We concluded that since this had many attributes of a Service Design/brand-awareness campaign, it should be measured using soft variables, like chatter in the IRC channel, personal conversations with attendees and Twitter activity.

 

Approach

The delivery mechanism we chose was the good 'ol USB stick. A USB stick is small, ubiquitous, brand-able, portable and had a large capacity potential. Most attendees would have their laptop and would be open to loading some of our software onto their laptop via USB (I added this to the list of assumptions later on).

A physical device required a Service Design methodology, augmented by a designed-for-emotion approach; in this case the emotions surrounding confidence. We wanted users to feel confident about trying out Mesos for the first time and reward that confidence with some fun demos on their laptop.

 

Main flow

Getting a USB stick at a conference is commonplace and we needed a modest but informative way to give them out. We considered dropping them in the tote bags, sticking them under the seats with glue-dots and attaching them to the ID badges and lanyards.

We settled on handing them out in the registration area. I debated this because that area has the most traffic and doesn't provide the time or atmosphere for us to make a good first impression.

I needed to ensure that everyone who received a USB stick knew that it enabled them to run Mesos locally in seconds.

This couldn't be achieved by a simple post-card or stick, it needed to be said to each person, when they're paying attention and their hands aren't full of tote bags, papers, swag or coffee.

 

The best opportunity we saw was in the registration area, but immediately after they check-in and before they receive their tote-bag. Their hands wouldn't be full and we'd have their full attention.

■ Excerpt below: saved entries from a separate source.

//! FindFirst operation: at most one record, never a not-found error.

use super::{FindManyOperation, ModelClient};
use crate::error::QueryResult;
use crate::query::Relation;
use crate::row::Record;
use crate::traits::Executor;
use crate::types::OrderByField;
use crate::value::Value;

/// Which end of the result to take.
#[derive(Debug, Clone, Copy, PartialEq, Eq)]
pub enum Position {
    /// Whatever the database returns first; the order is left untouched.
    Any,
    /// First in order, by primary key ascending when unordered.
    First,
    /// Last in order: the order reversed, or primary key descending.
    Last,
}

/// Finds the first (or last) matching record.
pub struct FindFirstOperation<'a, E: Executor> {
    model: &'a ModelClient<'a, E>,
    relation: Relation,
    position: Position,
}

impl<'a, E: Executor> FindFirstOperation<'a, E> {
    /// Create a new FindFirst operation.
    pub fn new(model: &'a ModelClient<'a, E>, relation: Relation, position: Position) -> Self {
        Self {
            model,
            relation,
            position,
        }
    }

    fn relation(&self) -> Relation {
        let primary_key = self.model.meta().primary_key.as_str();
        let ordered = match self.position {
            Position::Any => self.relation.clone(),
            Position::First if self.relation.order_by().is_empty() => {
                self.relation.order(OrderByField::asc(primary_key))
            }
            Position::First => self.relation.clone(),
            Position::Last if self.relation.order_by().is_empty() => {
                self.relation.order(OrderByField::desc(primary_key))
            }
            Position::Last => self.relation.reverse_order(),
        };
        ordered.limit(1)
    }

    /// Build the SQL query.
    pub fn build_sql(&self) -> QueryResult<(String, Vec<Value>)> {
        FindManyOperation::new(self.model, self.relation()).build_sql()
    }

    /// Execute the query.
    pub async fn exec(self) -> QueryResult<Option<Record>> {
        let records = FindManyOperation::new(self.model, self.relation())
            .exec()
            .await?;
        Ok(records.into_iter().next())
    }
}
//! Schema statements produced by the extractor.

use quarry_query::{Dialect, Value};
use serde::{Deserialize, Serialize};

/// Abstract column type.
#[derive(Debug, Clone, Copy, PartialEq, Eq, Hash, Serialize, Deserialize)]
#[serde(rename_all = "lowercase")]
pub enum ColumnType {
    String,
    Text,
    Integer,
    BigInt,
    Float,
    Decimal,
    Boolean,
    Date,
    DateTime,
    Timestamp,
    Time,
    Binary,
    Json,
}

impl ColumnType {
    /// Parse a column-type method name (`string`, `datetime`, ...).
    pub fn parse(name: &str) -> Option<Self> {
        Some(match name {
            "string" => Self::String,
            "text" => Self::Text,
            "integer" => Self::Integer,
            "bigint" => Self::BigInt,
            "float" => Self::Float,
            "decimal" => Self::Decimal,
            "boolean" => Self::Boolean,
            "date" => Self::Date,
            "datetime" => Self::DateTime,
            "timestamp" => Self::Timestamp,
            "time" => Self::Time,
            "binary" => Self::Binary,
            "json" => Self::Json,
            _ => return None,
        })
    }

    /// Render the SQL type for `dialect`.
    pub fn sql_type(self, dialect: Dialect, limit: Option<u32>) -> String {
        match self {
            Self::String => format!("VARCHAR({})", limit.unwrap_or(255)),
            Self::Text => "TEXT".to_string(),
            Self::Integer => "INTEGER".to_string(),
            Self::BigInt => "BIGINT".to_string(),
            Self::Float => match dialect {
                Dialect::SQLite => "REAL",
                Dialect::PostgreSQL => "DOUBLE PRECISION",
                Dialect::MySQL => "DOUBLE",
            }
            .to_string(),
            Self::Decimal => "DECIMAL".to_string(),
            Self::Boolean => "BOOLEAN".to_string(),
            Self::Date => "DATE".to_string(),
            Self::DateTime | Self::Timestamp => match dialect {
                Dialect::MySQL => "DATETIME",
                _ => "TIMESTAMP",
            }
            .to_string(),
            Self::Time => "TIME".to_string(),
            Self::Binary => match dialect {
                Dialect::PostgreSQL => "BYTEA",
                _ => "BLOB",
            }
            .to_string(),
            Self::Json => match dialect {
                Dialect::SQLite => "TEXT",
                Dialect::PostgreSQL => "JSONB",
                Dialect::MySQL => "JSON",
            }
            .to_string(),
        }
    }
}

/// A column of a table.
#[derive(Debug, Clone, PartialEq, Serialize, Deserialize)]
pub struct ColumnDef {
    pub name: String,
    #[serde(rename = "type")]
    pub column_type: ColumnType,
    pub nullable: bool,
    pub default: Option<Value>,
    pub primary_key: bool,
    pub auto_increment: bool,
    pub limit: Option<u32>,
}

impl ColumnDef {
    /// A nullable column with no default.
    pub fn new(name: impl Into<String>, column_type: ColumnType) -> Self {
        Self {
            name: name.into(),
            column_type,
            nullable: true,
            default: None,
            primary_key: false,
            auto_increment: false,
            limit: None,
        }
    }

    /// The implicit auto-increment integer primary key.
    pub fn primary_key(name: impl Into<String>) -> Self {
        Self {
            nullable: false,
            primary_key: true,
            auto_increment: true,
            ..Self::new(name, ColumnType::Integer)
        }
    }

    /// Mark the column `NOT NULL`.
    pub fn not_null(mut self) -> Self {
        self.nullable = false;
        self
    }

    /// Set the default value.
    pub fn with_default(mut self, value: impl Into<Value>) -> Self {
        self.default = Some(value.into());
        self
    }

    /// Set the length limit.
    pub fn with_limit(mut self, limit: u32) -> Self {
        self.limit = Some(limit);
        self
    }
}

/// A foreign-key constraint.
#[derive(Debug, Clone, PartialEq, Eq, Serialize, Deserialize)]
pub struct ForeignKey {
    pub column: String,
    pub ref_table: String,
    pub ref_column: String,
}

/// A table to create.
#[derive(Debug, Clone, PartialEq, Serialize, Deserialize)]
pub struct TableDef {
    pub name: String,
    pub columns: Vec<ColumnDef>,
    pub foreign_keys: Vec<ForeignKey>,
}

impl TableDef {
    /// Create an empty table definition.
    pub fn new(name: impl Into<String>) -> Self {
        Self {
            name: name.into(),
            columns: Vec::new(),
            foreign_keys: Vec::new(),
        }
    }

    /// Look up a column by name.
    pub fn column(&self, name: &str) -> Option<&ColumnDef> {
        self.columns.iter().find(|c| c.name == name)
    }
}

/// One schema change.
#[derive(Debug, Clone, PartialEq, Serialize, Deserialize)]
#[serde(tag = "kind", rename_all = "snake_case")]
pub enum MigrationStatement {
    CreateTable(TableDef),
    AddIndex {
        table: String,
        columns: Vec<String>,
        unique: bool,
        name: Option<String>,
    },
    AddColumn {
        table: String,
        column: ColumnDef,
    },
    RemoveColumn {
        table: String,
        column: String,
    },
    DropTable {
        table: String,
    },
}

impl MigrationStatement {
    /// The table the statement touches.
    pub fn table(&self) -> &str {
        match self {
            Self::CreateTable(def) => &def.name,
            Self::AddIndex { table, .. }
            | Self::AddColumn { table, .. }
            | Self::RemoveColumn { table, .. }
            | Self::DropTable { table } => table,
        }
    }
}

/// Default index name: `index_<table>_on_<col>[_and_<col>...]`.
pub fn default_index_name(table: &str, columns: &[String]) -> String {
    format!("index_{}_on_{}", table, columns.join("_and_"))
}

/// An extracted migration, ready for generation.
#[derive(Debug, Clone, PartialEq, Serialize, Deserialize)]
pub struct Migration {
    pub version: String,
    pub name: Option<String>,
    pub statements: Vec<MigrationStatement>,
}
//! Scalar values bound to placeholders or rendered as SQL literals.

use chrono::{DateTime, SecondsFormat, Utc};
use serde::{Deserialize, Serialize};
use std::fmt;

use crate::sql::Dialect;

/// A scalar value. Values never nest.
#[derive(Debug, Clone, PartialEq, Serialize, Deserialize)]
#[serde(untagged)]
pub enum Value {
    /// Null value.
    Null,
    /// Boolean value.
    Bool(bool),
    /// Integer value.
    Int(i64),
    /// Float value.
    Float(f64),
    /// String value.
    String(String),
    /// Timestamp value (UTC).
    Timestamp(DateTime<Utc>),
}

impl Value {
    /// Check if this is a null value.
    pub fn is_null(&self) -> bool {
        matches!(self, Self::Null)
    }

    /// Integer view of the value, if it is one.
    pub fn as_i64(&self) -> Option<i64> {
        match self {
            Self::Int(v) => Some(*v),
            _ => None,
        }
    }

    /// String view of the value, if it is one.
    pub fn as_str(&self) -> Option<&str> {
        match self {
            Self::String(v) => Some(v),
            _ => None,
        }
    }

    /// Hashable identity used to match keys across rows. Null has none.
    pub(crate) fn key(&self) -> Option<ValueKey> {
        match self {
            Self::Null => None,
            Self::Bool(v) => Some(ValueKey::Bool(*v)),
            Self::Int(v) => Some(ValueKey::Int(*v)),
            Self::Float(v) => Some(ValueKey::Float(v.to_bits())),
            Self::String(v) => Some(ValueKey::String(v.clone())),
            Self::Timestamp(v) => Some(ValueKey::Timestamp(*v)),
        }
    }

    /// Render the value as an inline SQL literal.
    ///
    /// ```rust
    /// use quarry_query::{Dialect, Value};
    ///
    /// assert_eq!(Value::from("O'Brien").to_sql_literal(Dialect::SQLite), "'O''Brien'");
    /// assert_eq!(Value::Null.to_sql_literal(Dialect::PostgreSQL), "NULL");
    /// assert_eq!(Value::Bool(true).to_sql_literal(Dialect::MySQL), "TRUE");
    /// ```
    pub fn to_sql_literal(&self, _dialect: Dialect) -> String {
        match self {
            Self::Null => "NULL".to_string(),
            Self::Bool(true) => "TRUE".to_string(),
            Self::Bool(false) => "FALSE".to_string(),
            Self::Int(v) => v.to_string(),
            Self::Float(v) => {
                if v.is_finite() && v.fract() == 0.0 {
                    format!("{:.1}", v)
                } else {
                    v.to_string()
                }
            }
            Self::String(v) => quote_literal(v),
            Self::Timestamp(v) => quote_literal(&v.to_rfc3339_opts(SecondsFormat::Secs, true)),
        }
    }
}

fn quote_literal(s: &str) -> String {
    format!("'{}'", s.replace('\'', "''"))
}

impl fmt::Display for Value {
    fn fmt(&self, f: &mut fmt::Formatter<'_>) -> fmt::Result {
        match self {
            Self::Null => write!(f, "null"),
            Self::Bool(v) => write!(f, "{}", v),
            Self::Int(v) => write!(f, "{}", v),
            Self::Float(v) => write!(f, "{}", v),
            Self::String(v) => write!(f, "{}", v),
            Self::Timestamp(v) => write!(f, "{}", v.to_rfc3339()),
        }
    }
}

#[derive(Debug, Clone, PartialEq, Eq, Hash)]
pub(crate) enum ValueKey {
    Bool(bool),
    Int(i64),
    Float(u64),
    String(String),
    Timestamp(DateTime<Utc>),
}

impl From<bool> for Value {
    fn from(v: bool) -> Self {
        Self::Bool(v)
    }
}

impl From<i32> for Value {
    fn from(v: i32) -> Self {
        Self::Int(v as i64)
    }
}

impl From<i64> for Value {
    fn from(v: i64) -> Self {
        Self::Int(v)
    }
}

impl From<u32> for Value {
    fn from(v: u32) -> Self {
        Self::Int(v as i64)
    }
}

impl From<f64> for Value {
    fn from(v: f64) -> Self {
        Self::Float(v)
    }
}

impl From<String> for Value {
    fn from(v: String) -> Self {
        Self::String(v)
    }
}

impl From<&str> for Value {
    fn from(v: &str) -> Self {
        Self::String(v.to_string())
    }
}

impl From<DateTime<Utc>> for Value {
    fn from(v: DateTime<Utc>) -> Self {
        Self::Timestamp(v)
    }
}

impl<T: Into<Value>> From<Option<T>> for Value {
    fn from(v: Option<T>) -> Self {
        match v {
            Some(v) => v.into(),
            None => Self::Null,
        }
    }
}

/// Right-hand side of a hash-style condition: a single value or a list.
///
/// A list becomes `IN`, a null becomes `IS NULL`, anything else `=`.
#[derive(Debug, Clone, PartialEq)]
pub enum Operand {
    /// A single value.
    Value(Value),
    /// A list of values.
    List(Vec<Value>),
}

macro_rules! operand_from_scalar {
    ($($ty:ty),* $(,)?) => {
        $(
            impl From<$ty> for Operand {
                fn from(v: $ty) -> Self {
                    Self::Value(v.into())
                }
            }
        )*
    };
}

operand_from_scalar!(bool, i32, i64, u32, f64, String, &str, DateTime<Utc>, Value);

impl<T: Into<Value>> From<Option<T>> for Operand {
    fn from(v: Option<T>) -> Self {
        Self::Value(v.into())
    }
}

impl<T: Into<Value>> From<Vec<T>> for Operand {
    fn from(v: Vec<T>) -> Self {
        Self::List(v.into_iter().map(Into::into).collect())
    }
}

impl<T: Into<Value>, const N: usize> From<[T; N]> for Operand {
    fn from(v: [T; N]) -> Self {
        Self::List(v.into_iter().map(Into::into).collect())
    }
}

#[cfg(test)]
mod tests {
    use super::*;
    use chrono::TimeZone;

    #[test]
    fn test_value_from() {
        assert_eq!(Value::from(42i32), Value::Int(42));
        assert_eq!(Value::from("hello"), Value::String("hello".to_string()));
        assert_eq!(Value::from(true), Value::Bool(true));
        assert_eq!(Value::from(None::<i64>), Value::Null);
    }

    #[test]
    fn test_literals() {
        assert_eq!(Value::Int(7).to_sql_literal(Dialect::SQLite), "7");
        assert_eq!(Value::Float(2.0).to_sql_literal(Dialect::SQLite), "2.0");
        assert_eq!(Value::Float(2.5).to_sql_literal(Dialect::SQLite), "2.5");
        assert_eq!(Value::Bool(false).to_sql_literal(Dialect::PostgreSQL), "FALSE");

        let ts = Utc.with_ymd_and_hms(2024, 1, 2, 3, 4, 5).unwrap();
        assert_eq!(
            Value::Timestamp(ts).to_sql_literal(Dialect::PostgreSQL),
            "'2024-01-02T03:04:05Z'"
        );
    }

    #[test]
    fn test_keys_ignore_null() {
        assert!(Value::Null.key().is_none());
        assert_eq!(Value::Int(1).key(), Value::Int(1).key());
        assert_ne!(Value::Int(1).key(), Value::from("1").key());
    }

    #[test]
    fn test_operand_shapes() {
        assert_eq!(Operand::from(1), Operand::Value(Value::Int(1)));
        assert_eq!(
            Operand::from(vec![1, 2]),
            Operand::List(vec![Value::Int(1), Value::Int(2)])
        );
        assert_eq!(Operand::from(None::<&str>), Operand::Value(Value::Null));
    }
}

Also, we felt there's a habit of expectation around a user sharing personal information and expecting to get something in return; not just checking-in at a booth but also at a bank, the airport and the doctor's office.

 

Prototype

I drove the content creation and collected the copy and requirements and quickly assembled a wireframe. This process came together in a few days, but there was a bit of a learning curve for me around assigning an icon to a drive and file and having them show up on the user's Finder of File Browser. I hunted around on Stack Exchange to find a script that hides the Mac drive on Windows, so that each platform would have a consistent experience.

Visual design

Our visual/UI helped us introduce some light-weight styles and icons for the HTML page, which we implemented together. This was easy because we re-used existing styles from our bootstrap custom theme.

 

USB Design

The design of the device not only matched but complemented the experience, including our interface colors and matching logo. This was executed by our extremely talented in-house visual designer.

This beautiful USB stick which enabled a feeling of confidence, and excitement.

 

Reception

A couple hours after the USBs were distributed at Mesoscon, IRC chatter and emails started trickling in about how easy it felt to try out Mesos.

Not only did it increase confidence in the attendees, but also in Mesosphere and its ability to craft delightful experiences around such a complex and hard-to-approach technology.